--- Data shown Enclosed Below ---
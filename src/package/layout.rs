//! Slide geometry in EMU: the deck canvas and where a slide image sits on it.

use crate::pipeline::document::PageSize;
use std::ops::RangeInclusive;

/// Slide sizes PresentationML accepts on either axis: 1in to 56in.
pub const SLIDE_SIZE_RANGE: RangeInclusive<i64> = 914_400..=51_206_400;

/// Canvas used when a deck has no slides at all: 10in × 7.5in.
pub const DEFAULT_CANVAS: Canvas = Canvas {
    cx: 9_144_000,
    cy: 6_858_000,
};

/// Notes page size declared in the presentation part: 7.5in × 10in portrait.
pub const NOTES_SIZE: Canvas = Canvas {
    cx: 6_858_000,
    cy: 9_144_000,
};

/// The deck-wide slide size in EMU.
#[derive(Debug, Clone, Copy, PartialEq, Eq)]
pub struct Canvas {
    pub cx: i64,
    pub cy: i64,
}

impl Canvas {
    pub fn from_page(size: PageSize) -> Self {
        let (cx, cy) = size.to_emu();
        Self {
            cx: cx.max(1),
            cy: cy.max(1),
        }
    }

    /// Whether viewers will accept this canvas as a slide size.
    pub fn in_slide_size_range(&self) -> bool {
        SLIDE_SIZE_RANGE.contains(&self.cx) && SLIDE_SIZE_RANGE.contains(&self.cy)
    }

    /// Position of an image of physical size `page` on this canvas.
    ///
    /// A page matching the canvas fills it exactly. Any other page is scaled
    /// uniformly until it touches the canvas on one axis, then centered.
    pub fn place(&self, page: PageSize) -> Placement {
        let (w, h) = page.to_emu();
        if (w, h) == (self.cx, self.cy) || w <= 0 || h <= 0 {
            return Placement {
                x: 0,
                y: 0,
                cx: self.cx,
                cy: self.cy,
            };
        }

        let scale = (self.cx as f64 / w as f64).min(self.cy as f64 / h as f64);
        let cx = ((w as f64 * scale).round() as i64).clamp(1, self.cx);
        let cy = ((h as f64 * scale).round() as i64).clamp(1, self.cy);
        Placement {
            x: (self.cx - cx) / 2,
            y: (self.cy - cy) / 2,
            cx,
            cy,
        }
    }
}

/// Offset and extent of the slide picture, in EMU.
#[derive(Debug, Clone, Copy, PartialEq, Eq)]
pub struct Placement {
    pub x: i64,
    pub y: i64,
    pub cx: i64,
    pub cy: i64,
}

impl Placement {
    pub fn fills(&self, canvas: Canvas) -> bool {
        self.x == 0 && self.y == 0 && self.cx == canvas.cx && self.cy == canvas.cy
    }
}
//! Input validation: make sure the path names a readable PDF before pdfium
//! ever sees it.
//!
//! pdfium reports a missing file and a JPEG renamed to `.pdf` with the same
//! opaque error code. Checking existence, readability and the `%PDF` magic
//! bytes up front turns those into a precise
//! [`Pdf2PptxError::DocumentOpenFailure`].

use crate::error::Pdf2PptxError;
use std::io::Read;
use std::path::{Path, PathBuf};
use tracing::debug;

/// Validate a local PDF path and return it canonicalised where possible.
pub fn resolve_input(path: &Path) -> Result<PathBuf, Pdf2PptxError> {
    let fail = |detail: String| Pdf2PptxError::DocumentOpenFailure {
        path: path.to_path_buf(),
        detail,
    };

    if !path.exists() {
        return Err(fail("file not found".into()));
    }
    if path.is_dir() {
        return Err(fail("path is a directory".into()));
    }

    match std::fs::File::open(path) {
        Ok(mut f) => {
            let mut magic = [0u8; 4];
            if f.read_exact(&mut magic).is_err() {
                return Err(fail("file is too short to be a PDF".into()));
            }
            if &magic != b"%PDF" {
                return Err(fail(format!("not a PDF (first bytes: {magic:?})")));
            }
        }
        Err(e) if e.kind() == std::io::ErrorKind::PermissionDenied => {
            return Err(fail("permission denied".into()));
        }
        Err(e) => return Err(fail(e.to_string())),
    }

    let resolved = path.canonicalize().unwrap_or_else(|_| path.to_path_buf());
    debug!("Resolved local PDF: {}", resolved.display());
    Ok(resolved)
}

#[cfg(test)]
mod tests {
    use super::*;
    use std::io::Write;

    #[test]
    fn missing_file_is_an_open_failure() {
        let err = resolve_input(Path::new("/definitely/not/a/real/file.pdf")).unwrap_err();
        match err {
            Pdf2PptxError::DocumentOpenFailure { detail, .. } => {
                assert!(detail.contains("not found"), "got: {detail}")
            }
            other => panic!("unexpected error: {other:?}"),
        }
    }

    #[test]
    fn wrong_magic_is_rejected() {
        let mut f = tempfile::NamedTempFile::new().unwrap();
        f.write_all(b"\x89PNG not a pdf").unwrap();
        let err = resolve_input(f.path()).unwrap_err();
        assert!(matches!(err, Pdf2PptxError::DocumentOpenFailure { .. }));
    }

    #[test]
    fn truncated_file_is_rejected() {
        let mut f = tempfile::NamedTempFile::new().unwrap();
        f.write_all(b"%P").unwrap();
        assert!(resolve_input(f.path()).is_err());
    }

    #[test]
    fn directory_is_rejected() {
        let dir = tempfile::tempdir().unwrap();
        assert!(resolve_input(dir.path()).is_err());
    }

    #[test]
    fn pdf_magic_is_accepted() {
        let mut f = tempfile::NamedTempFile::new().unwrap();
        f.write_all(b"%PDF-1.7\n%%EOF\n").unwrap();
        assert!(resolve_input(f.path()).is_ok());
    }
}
--- End of Enclosed Data shown ---
**Assignment:** Where a line of the entries contains the word "DocumentOpenFailure", copy that line.

**Task output:**
//! [`Pdf2PptxError::DocumentOpenFailure`].
    let fail = |detail: String| Pdf2PptxError::DocumentOpenFailure {
            Pdf2PptxError::DocumentOpenFailure { detail, .. } => {
        assert!(matches!(err, Pdf2PptxError::DocumentOpenFailure { .. }));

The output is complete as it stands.